(EXERCISE INPUTS)
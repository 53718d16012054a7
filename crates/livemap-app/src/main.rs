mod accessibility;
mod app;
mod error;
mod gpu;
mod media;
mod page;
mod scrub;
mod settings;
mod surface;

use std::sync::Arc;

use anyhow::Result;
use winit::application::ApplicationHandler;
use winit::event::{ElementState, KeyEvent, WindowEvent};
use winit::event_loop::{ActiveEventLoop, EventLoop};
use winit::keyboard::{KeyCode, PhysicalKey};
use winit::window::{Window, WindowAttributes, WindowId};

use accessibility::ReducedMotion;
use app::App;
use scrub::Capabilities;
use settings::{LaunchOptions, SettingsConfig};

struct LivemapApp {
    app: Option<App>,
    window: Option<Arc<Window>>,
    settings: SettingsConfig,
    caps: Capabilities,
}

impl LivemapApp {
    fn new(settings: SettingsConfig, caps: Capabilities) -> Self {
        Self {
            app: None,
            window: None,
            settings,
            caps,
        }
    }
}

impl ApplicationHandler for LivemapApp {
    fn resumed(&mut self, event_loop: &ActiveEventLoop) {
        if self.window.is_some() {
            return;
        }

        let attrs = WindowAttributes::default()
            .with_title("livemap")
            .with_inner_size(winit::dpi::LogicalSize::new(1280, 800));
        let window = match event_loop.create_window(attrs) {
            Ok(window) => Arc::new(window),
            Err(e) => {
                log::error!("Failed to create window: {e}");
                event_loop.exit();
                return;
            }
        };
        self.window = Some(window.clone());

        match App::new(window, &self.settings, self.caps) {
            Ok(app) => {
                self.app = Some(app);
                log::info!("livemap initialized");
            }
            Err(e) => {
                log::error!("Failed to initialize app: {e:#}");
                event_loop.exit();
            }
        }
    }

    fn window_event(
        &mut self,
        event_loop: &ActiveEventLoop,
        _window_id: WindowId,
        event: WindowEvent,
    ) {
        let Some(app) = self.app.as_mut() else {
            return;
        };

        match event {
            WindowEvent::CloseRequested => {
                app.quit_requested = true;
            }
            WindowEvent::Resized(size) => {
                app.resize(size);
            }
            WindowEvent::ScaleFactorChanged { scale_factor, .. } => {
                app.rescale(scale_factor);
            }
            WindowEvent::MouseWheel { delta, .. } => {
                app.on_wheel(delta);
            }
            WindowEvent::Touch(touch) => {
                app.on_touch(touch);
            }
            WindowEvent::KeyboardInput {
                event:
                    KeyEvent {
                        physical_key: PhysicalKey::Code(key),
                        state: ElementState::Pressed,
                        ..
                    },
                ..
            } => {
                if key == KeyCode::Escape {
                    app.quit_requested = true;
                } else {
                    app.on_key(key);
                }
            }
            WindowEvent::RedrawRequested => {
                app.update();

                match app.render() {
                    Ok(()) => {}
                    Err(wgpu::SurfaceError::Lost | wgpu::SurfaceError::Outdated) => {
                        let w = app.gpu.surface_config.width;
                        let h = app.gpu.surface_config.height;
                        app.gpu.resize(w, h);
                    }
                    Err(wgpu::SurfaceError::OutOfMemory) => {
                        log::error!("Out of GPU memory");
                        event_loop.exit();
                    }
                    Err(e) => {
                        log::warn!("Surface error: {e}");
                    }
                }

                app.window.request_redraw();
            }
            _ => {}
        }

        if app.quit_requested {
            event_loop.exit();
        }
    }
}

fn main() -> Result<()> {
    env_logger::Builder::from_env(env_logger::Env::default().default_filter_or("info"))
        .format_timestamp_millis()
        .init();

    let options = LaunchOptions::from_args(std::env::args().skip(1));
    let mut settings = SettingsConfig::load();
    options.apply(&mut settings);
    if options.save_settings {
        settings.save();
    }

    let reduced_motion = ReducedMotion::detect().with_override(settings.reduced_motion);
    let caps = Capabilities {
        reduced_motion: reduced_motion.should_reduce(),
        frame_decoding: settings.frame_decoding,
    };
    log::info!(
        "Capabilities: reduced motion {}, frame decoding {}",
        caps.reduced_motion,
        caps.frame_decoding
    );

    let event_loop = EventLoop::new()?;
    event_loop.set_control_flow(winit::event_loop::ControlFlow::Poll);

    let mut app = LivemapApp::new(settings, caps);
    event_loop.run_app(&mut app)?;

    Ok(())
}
(End EXERCISE INPUTS)
■ PROBLEM:
Note how many lines of the records contain the string "else", and give that number with nothing added.

■ PROBLEM SOLUTION:
2